Saved entries
-------------------------

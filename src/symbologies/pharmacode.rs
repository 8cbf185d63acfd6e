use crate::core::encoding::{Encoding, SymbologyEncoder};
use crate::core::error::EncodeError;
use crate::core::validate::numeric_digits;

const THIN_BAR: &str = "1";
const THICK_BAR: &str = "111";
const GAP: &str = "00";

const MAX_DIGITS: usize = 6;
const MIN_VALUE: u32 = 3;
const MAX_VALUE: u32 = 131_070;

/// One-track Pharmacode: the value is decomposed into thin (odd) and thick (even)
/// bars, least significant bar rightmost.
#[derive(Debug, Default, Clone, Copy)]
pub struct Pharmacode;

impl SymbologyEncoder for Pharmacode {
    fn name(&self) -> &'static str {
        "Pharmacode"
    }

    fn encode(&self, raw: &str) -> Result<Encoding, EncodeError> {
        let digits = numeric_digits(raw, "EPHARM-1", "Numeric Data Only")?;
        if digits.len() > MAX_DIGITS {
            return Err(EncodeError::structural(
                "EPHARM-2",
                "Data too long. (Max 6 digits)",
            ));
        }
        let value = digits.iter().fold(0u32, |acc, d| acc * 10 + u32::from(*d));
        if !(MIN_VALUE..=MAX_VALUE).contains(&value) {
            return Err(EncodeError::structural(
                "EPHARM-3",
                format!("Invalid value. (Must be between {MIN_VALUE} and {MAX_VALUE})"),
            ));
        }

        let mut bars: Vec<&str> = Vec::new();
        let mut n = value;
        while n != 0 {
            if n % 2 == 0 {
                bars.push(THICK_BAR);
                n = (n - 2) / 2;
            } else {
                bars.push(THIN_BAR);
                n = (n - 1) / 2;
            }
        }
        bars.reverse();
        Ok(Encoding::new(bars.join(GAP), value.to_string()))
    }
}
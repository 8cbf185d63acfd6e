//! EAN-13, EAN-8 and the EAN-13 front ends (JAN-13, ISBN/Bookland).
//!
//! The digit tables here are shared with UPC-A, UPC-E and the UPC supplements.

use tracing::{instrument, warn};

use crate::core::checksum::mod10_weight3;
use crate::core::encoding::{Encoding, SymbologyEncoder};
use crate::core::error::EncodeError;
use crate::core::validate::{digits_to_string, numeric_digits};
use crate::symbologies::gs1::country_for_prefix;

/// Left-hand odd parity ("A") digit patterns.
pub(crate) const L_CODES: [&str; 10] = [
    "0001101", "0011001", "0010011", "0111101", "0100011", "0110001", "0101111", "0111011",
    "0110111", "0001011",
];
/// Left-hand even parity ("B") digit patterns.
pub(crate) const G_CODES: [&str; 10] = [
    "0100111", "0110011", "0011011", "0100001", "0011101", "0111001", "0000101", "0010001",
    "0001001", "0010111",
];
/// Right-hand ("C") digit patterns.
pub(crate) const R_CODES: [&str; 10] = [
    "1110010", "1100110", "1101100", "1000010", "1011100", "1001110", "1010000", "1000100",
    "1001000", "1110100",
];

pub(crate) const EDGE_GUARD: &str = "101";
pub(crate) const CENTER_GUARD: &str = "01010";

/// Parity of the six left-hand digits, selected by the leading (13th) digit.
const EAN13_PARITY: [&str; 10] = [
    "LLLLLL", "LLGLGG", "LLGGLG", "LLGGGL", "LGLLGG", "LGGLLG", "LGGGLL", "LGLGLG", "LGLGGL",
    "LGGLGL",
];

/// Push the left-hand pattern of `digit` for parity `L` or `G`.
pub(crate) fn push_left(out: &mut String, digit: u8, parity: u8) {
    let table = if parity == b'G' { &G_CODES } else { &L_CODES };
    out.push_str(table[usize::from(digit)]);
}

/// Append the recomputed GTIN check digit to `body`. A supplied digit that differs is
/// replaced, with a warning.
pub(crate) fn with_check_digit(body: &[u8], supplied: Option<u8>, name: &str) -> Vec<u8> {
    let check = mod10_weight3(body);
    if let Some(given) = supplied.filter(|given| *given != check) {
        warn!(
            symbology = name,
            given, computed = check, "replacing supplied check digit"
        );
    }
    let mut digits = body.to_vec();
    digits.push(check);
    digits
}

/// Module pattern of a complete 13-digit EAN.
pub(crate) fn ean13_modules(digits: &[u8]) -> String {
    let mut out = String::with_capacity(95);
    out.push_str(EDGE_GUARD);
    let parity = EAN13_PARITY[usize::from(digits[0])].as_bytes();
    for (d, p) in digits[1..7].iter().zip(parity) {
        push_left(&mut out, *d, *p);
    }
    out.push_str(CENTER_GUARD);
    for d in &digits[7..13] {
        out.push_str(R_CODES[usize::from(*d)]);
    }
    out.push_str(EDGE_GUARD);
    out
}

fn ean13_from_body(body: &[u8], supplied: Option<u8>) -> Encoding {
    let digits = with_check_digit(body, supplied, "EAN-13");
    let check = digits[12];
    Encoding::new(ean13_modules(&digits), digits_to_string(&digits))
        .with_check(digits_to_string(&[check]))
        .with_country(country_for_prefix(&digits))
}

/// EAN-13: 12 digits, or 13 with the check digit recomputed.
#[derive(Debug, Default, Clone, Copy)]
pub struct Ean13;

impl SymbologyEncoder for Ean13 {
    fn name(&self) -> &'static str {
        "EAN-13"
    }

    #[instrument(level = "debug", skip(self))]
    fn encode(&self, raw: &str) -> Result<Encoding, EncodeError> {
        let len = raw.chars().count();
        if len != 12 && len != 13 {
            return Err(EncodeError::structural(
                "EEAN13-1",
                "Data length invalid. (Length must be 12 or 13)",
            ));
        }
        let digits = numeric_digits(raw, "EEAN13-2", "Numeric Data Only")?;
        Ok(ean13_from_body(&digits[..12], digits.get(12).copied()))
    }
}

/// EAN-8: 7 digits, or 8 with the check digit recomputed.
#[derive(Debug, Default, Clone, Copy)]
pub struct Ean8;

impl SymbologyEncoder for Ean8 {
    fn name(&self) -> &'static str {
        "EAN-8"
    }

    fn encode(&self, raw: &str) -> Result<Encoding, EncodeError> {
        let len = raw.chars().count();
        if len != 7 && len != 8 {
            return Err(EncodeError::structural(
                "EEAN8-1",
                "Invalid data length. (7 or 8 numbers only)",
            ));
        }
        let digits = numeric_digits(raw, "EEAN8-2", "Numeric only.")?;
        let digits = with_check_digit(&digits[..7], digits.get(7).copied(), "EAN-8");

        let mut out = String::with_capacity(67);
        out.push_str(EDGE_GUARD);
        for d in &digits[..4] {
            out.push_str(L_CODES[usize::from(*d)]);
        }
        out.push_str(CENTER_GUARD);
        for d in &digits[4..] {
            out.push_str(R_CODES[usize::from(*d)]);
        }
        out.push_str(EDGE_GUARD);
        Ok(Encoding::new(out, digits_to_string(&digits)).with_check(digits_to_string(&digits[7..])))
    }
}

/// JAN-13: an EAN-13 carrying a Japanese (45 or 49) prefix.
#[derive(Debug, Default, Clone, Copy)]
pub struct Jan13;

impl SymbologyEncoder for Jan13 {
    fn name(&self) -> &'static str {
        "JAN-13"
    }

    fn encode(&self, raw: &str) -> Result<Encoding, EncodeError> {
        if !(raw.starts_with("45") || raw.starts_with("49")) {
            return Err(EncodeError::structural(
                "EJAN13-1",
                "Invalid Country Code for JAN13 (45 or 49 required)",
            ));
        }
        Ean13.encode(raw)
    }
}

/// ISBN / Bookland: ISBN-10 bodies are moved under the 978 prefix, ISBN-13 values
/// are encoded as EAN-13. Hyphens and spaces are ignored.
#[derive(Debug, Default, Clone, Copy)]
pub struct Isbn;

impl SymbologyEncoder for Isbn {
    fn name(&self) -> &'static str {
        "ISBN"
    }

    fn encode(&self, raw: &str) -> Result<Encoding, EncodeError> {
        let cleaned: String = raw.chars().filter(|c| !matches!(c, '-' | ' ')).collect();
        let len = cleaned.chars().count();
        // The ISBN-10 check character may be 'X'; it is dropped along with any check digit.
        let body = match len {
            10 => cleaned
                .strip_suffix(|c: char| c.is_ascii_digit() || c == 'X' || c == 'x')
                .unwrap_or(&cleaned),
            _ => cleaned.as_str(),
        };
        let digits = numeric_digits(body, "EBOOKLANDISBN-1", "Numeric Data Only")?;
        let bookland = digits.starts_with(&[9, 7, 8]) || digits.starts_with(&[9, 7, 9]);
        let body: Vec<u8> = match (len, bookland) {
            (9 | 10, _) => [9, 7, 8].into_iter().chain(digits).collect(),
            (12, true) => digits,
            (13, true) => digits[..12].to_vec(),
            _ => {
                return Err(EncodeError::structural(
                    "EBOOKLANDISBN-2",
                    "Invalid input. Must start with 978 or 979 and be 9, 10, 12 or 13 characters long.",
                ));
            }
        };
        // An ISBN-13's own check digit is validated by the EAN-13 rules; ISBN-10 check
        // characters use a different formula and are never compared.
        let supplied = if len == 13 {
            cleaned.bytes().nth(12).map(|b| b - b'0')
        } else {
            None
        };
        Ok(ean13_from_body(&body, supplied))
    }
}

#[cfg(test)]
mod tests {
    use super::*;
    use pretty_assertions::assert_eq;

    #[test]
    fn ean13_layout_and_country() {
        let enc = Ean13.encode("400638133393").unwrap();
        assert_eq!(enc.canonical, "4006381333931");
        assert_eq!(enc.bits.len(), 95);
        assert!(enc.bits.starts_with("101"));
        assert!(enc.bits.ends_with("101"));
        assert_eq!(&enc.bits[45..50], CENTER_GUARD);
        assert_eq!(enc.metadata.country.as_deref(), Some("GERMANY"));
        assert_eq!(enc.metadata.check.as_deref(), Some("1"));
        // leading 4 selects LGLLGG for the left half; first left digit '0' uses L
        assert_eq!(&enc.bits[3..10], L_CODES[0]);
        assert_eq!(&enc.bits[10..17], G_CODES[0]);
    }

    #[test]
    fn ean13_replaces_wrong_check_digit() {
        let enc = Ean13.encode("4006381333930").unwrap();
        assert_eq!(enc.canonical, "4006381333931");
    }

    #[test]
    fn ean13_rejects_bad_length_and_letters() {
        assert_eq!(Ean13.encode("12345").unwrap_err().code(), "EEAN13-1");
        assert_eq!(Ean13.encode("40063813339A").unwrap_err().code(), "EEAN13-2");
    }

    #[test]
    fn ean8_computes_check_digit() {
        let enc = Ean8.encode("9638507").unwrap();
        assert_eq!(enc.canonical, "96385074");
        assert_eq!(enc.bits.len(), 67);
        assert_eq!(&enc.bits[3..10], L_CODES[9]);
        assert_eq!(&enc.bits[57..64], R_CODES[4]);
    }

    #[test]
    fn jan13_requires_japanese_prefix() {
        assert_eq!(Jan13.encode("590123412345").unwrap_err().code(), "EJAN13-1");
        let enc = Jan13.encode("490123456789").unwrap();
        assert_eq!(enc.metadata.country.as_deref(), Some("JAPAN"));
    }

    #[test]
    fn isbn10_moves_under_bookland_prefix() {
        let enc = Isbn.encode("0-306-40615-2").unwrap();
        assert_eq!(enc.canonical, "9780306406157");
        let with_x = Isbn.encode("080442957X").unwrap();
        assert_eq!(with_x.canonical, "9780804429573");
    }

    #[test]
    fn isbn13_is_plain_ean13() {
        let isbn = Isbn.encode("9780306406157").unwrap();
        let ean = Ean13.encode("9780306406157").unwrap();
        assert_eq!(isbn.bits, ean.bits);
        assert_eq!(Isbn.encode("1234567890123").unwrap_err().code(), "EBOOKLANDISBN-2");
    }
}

-------------------------

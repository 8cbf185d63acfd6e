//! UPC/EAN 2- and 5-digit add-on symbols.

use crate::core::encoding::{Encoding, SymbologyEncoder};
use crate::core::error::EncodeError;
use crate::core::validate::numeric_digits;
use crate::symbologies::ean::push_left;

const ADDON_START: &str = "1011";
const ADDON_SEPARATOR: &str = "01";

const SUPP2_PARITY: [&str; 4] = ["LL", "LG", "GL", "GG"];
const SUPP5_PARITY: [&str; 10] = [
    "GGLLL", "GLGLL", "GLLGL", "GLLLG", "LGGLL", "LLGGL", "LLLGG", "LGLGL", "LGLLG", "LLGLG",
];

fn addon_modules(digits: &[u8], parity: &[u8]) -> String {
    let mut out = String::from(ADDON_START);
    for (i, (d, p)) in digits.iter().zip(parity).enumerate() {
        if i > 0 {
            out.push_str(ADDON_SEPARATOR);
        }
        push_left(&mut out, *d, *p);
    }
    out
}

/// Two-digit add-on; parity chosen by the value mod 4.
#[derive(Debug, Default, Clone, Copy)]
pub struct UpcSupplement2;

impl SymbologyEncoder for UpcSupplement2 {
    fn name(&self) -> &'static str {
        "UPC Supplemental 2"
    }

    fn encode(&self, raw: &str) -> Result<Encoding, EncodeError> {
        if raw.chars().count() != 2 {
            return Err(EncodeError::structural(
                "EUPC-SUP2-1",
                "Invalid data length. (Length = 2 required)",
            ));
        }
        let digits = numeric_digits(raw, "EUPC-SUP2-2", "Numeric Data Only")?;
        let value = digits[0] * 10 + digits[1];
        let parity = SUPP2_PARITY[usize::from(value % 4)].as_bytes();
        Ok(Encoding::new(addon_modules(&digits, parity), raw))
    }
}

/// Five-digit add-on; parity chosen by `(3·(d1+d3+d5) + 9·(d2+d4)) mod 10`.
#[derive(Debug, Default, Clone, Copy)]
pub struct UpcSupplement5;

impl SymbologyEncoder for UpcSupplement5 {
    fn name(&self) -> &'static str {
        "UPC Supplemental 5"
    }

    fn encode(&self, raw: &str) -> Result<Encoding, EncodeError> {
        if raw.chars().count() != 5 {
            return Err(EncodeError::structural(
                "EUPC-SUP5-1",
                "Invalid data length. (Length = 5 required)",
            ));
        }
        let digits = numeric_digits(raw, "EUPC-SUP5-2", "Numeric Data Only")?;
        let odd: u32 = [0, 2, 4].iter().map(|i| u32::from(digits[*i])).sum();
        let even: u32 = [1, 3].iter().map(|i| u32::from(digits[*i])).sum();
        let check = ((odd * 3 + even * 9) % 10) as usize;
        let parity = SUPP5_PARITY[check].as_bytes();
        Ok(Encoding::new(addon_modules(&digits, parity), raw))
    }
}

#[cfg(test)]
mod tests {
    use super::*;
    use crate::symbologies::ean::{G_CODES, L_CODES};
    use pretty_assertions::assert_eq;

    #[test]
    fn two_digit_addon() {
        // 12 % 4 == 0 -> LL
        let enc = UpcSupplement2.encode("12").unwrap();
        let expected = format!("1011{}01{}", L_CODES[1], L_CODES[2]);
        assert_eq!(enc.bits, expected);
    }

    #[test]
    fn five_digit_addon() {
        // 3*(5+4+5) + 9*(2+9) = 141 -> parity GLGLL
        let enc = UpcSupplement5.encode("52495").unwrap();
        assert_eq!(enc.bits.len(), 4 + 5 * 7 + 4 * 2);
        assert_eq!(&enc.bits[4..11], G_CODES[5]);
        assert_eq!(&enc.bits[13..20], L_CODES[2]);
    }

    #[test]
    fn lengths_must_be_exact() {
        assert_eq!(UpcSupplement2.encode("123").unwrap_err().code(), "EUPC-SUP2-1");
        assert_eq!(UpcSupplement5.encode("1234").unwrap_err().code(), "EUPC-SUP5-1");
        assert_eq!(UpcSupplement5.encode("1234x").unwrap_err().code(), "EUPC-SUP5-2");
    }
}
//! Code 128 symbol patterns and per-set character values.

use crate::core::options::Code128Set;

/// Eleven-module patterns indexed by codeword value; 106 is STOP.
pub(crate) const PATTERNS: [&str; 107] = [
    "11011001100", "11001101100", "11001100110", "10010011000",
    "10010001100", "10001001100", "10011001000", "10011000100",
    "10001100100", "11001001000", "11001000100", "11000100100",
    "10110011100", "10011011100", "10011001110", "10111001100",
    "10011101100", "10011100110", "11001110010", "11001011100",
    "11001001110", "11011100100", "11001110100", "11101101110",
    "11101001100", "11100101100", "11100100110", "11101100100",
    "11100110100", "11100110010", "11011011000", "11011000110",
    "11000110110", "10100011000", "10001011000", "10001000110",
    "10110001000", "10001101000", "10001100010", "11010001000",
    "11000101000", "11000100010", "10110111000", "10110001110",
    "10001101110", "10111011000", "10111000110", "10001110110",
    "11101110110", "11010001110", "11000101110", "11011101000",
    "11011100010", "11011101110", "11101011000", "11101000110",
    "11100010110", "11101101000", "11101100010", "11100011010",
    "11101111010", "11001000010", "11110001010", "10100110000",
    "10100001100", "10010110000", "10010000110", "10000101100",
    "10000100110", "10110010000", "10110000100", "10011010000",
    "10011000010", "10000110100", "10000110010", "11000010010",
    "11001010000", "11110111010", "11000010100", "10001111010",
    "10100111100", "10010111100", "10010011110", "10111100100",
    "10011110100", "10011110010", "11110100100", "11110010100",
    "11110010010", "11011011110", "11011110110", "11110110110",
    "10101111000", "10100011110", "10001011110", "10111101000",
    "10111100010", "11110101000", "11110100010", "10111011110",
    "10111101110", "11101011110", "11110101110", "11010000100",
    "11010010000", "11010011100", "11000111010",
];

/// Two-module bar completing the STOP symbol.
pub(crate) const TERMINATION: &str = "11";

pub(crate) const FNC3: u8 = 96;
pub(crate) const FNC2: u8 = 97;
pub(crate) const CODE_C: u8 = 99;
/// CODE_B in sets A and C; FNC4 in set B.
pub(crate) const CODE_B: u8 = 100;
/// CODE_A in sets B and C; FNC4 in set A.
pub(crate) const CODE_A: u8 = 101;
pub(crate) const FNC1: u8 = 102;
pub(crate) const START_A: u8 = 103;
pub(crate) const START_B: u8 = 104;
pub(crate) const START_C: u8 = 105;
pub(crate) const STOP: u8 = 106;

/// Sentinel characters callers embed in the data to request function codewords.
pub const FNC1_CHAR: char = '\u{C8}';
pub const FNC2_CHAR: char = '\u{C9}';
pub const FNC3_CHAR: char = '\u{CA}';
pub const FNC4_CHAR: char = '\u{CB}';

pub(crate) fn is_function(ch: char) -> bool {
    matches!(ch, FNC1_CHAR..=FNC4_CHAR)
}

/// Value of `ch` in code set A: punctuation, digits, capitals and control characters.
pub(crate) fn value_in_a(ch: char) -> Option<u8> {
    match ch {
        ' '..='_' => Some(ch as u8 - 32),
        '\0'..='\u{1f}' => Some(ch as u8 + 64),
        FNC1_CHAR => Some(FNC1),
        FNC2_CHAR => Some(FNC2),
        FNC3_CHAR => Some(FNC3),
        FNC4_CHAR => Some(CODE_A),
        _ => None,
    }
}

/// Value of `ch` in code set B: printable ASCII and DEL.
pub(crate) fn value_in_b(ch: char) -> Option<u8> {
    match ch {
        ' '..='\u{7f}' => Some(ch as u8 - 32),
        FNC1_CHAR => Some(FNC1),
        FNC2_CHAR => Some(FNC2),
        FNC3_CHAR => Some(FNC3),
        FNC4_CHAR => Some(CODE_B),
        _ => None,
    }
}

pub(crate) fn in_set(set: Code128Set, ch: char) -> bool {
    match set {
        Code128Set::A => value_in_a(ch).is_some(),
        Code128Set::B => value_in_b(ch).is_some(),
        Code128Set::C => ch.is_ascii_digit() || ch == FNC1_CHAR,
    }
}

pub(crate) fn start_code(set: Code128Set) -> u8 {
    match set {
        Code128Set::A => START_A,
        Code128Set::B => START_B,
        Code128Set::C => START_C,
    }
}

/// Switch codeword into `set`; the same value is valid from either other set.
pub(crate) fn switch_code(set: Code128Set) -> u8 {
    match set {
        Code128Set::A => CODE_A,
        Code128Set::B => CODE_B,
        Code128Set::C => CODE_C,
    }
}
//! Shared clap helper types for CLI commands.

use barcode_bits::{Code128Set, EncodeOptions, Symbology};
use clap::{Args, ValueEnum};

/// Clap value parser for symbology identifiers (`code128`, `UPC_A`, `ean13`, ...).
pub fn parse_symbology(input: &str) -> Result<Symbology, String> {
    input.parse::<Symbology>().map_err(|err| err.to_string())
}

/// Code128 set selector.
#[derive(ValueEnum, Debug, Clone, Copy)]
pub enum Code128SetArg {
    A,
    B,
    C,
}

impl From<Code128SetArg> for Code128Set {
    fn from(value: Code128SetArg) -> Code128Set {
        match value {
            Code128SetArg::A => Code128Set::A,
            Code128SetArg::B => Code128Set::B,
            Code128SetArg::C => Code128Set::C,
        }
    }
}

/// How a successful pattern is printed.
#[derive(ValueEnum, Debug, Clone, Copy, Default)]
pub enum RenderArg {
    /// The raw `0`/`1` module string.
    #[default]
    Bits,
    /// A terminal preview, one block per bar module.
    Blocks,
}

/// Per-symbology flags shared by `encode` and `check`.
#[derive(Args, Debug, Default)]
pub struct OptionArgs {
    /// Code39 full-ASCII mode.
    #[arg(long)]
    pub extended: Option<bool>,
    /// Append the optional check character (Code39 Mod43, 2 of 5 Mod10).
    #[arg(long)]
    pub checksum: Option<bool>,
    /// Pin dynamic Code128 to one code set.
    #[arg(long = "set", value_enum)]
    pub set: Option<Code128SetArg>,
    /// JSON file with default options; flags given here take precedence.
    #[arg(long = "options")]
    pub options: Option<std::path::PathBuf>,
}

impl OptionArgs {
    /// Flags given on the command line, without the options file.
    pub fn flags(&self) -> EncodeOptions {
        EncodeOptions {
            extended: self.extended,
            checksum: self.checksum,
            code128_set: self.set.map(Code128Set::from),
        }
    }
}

-------------------------

= Task to carry out =
Whenever a line of the records holds the string "extended", pick it out and copy it.

= Answer space =
    pub extended: Option<bool>,
            extended: self.extended,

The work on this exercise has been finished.